A shortage of stock and continued demand has seen clearance rates remain strong in Sydney during the latest round of lockdown restrictions. 
 
Troy Malcolm, LJ Hooker Group Head of Sales, said the transition to online auctions has been smoother than previous lockdowns with increased buyer confidence and easy-to-use technology. While this does require bidders to go online and pre-register – including uploading documentation - it is a straightforward process. 
 
“If you have used an e-commerce site to purchase a pair of shoes or your groceries then you would definitely be able to use the platforms, they have made them extremely user-friendly,” he said. 
 
“We’ve focused on two key components – communication and accessibility.
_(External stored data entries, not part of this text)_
//! Progress bar utilities

use indicatif::{ProgressBar, ProgressStyle};

/// Create a progress bar over simulation steps, hidden when `quiet`
pub fn create_step_bar(total: u64, message: &str, quiet: bool) -> ProgressBar {
    if quiet {
        return ProgressBar::hidden();
    }

    let pb = ProgressBar::new(total);
    let style = ProgressStyle::default_bar()
        .template("[{elapsed_precise}] {bar:40.cyan/blue} {pos}/{len} steps {msg}")
        .map(|style| style.progress_chars("##-"))
        .unwrap_or_else(|_| ProgressStyle::default_bar());
    pb.set_style(style);
    pb.set_message(message.to_string());
    pb
}
//! Resolved particle properties of a scenario

use std::path::PathBuf;

use anyhow::Result;
use clap::Args;
use fluid_emitter::material::{self, DEFAULT_SMOOTHING_RADIUS};
use fluid_emitter::{EmitterMaterial, EmitterShape, SolverMode, encode_phase};
use serde::Serialize;

use crate::scenario::Scenario;

#[derive(Args)]
pub struct InspectArgs {
    /// Path to the scenario file (.yaml, .yml or .json)
    pub scenario: PathBuf,

    /// Print the report as JSON
    #[arg(long)]
    pub json: bool,
}

/// Particle properties for one dimensionality
#[derive(Debug, Serialize, PartialEq)]
pub struct ModeReport {
    pub mode: SolverMode,
    pub particle_size: f32,
    pub particle_mass: f32,
    /// Radius before granular jitter
    pub radius: f32,
    pub smoothing_radius: f32,
    /// Spawn points over all shapes, at least one
    pub emission_points: usize,
    /// Stream bursts owed per fixed step
    pub bursts_per_step: f32,
}

#[derive(Debug, Serialize)]
pub struct InspectReport {
    pub material: String,
    pub phase: i32,
    pub modes: Vec<ModeReport>,
}

fn describe(material: Option<&EmitterMaterial>) -> String {
    match material {
        None => "none (defaults)".to_string(),
        Some(EmitterMaterial::Fluid(_)) => "fluid".to_string(),
        Some(EmitterMaterial::Granular(g)) => format!("granular (randomness {}%)", g.randomness),
    }
}

fn mode_report(scenario: &Scenario, mode: SolverMode) -> ModeReport {
    let assigned = scenario.material.as_ref();
    let size = material::particle_size(assigned, mode);

    let mut shapes: Vec<_> = scenario.shapes.iter().map(|s| s.build()).collect();
    for shape in &mut shapes {
        shape.generate_distribution(size);
    }
    let emission_points = shapes
        .iter()
        .map(|s| s.distribution().len())
        .sum::<usize>()
        .max(1);

    let radius = match assigned {
        Some(m) if !m.is_fluid() => material::MIN_PARTICLE_RADIUS + size * 0.5,
        _ => size * 0.5,
    };

    ModeReport {
        mode,
        particle_size: size,
        particle_mass: material::particle_mass(assigned, mode),
        radius,
        smoothing_radius: assigned.map_or(DEFAULT_SMOOTHING_RADIUS, |m| m.smoothing_radius(mode)),
        emission_points,
        bursts_per_step: if size > 0.0 {
            scenario.emitter.speed * scenario.solver.fixed_step / size
        } else {
            0.0
        },
    }
}

/// Resolve a scenario's particle properties in both modes
pub fn report(scenario: &Scenario) -> InspectReport {
    let assigned = scenario.material.as_ref();
    InspectReport {
        material: describe(assigned),
        phase: encode_phase(
            scenario.emitter.fluid_phase,
            scenario.emitter.self_collisions,
            assigned.is_some_and(EmitterMaterial::is_fluid),
        ),
        modes: vec![
            mode_report(scenario, SolverMode::Mode2D),
            mode_report(scenario, SolverMode::Mode3D),
        ],
    }
}

pub fn execute(args: InspectArgs) -> Result<()> {
    let scenario = Scenario::load(&args.scenario)?;
    let report = report(&scenario);

    if args.json {
        println!("{}", serde_json::to_string_pretty(&report)?);
        return Ok(());
    }

    println!("Scenario: {}", args.scenario.display());
    println!("\n=== Emitter ===");
    println!("Material:  {}", report.material);
    println!("Phase:     {:#010x}", report.phase);
    println!("Capacity:  {}", scenario.emitter.capacity);
    println!("Method:    {:?}", scenario.emitter.emission_method);

    for mode in &report.modes {
        println!("\n=== {:?} ===", mode.mode);
        println!("Particle size:    {}", mode.particle_size);
        println!("Particle mass:    {}", mode.particle_mass);
        println!("Radius:           {}", mode.radius);
        println!("Smoothing radius: {}", mode.smoothing_radius);
        println!("Emission points:  {}", mode.emission_points);
        println!("Bursts per step:  {:.4}", mode.bursts_per_step);
    }
    Ok(())
}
Agents are being more involved with the buyers, checking in with them two or three times a week to make sure they have all the information they need to be able to make a bid.  
 
“Auctioneers are also speaking to buyers and coaching them through the process, while the platforms have also helped out a lot.”
 
Mr Malcolm, who is also an auctioneer, said it is comforting to know buyers are now accustomed to the process. While nothing beats the emotion of a live auction, the improved technology is not holding back buyers from competitively bidding.
 
Recent results include 20 Derwent Street, Mt Druitt, a 1150sqm property which set a new suburb record when it attracted 32 online bidders and sold for $1.92m – which was $520,000 above the owner’s reserve through Sid Elias and Mac Honkisz of LJ Hooker Colyton | St Clair.
 
The process of an online auction is almost identical to being in-person – auctioneers cover important information and legalities such as terms and conditions, registered bidders are given a number and there can even be online spectators.
 
However, requests for property appraisals have been high during lockdown indicating a strong back end to the year. There has also been an increase in vendors looking to sell off-market or via a pre-market campaign. Current low stock levels could make selling now more attractive with less competition than spring.
 
Online auctions are anticipated to remain popular in the post-COVID19 world as technology continues to evolve.
 
“This is a great tool moving forward - it is going to provide a hybrid approach so if you have buyers overseas or interstate, they can use the digital platform and they compete against the buyers that are present,” Mr Malcolm said.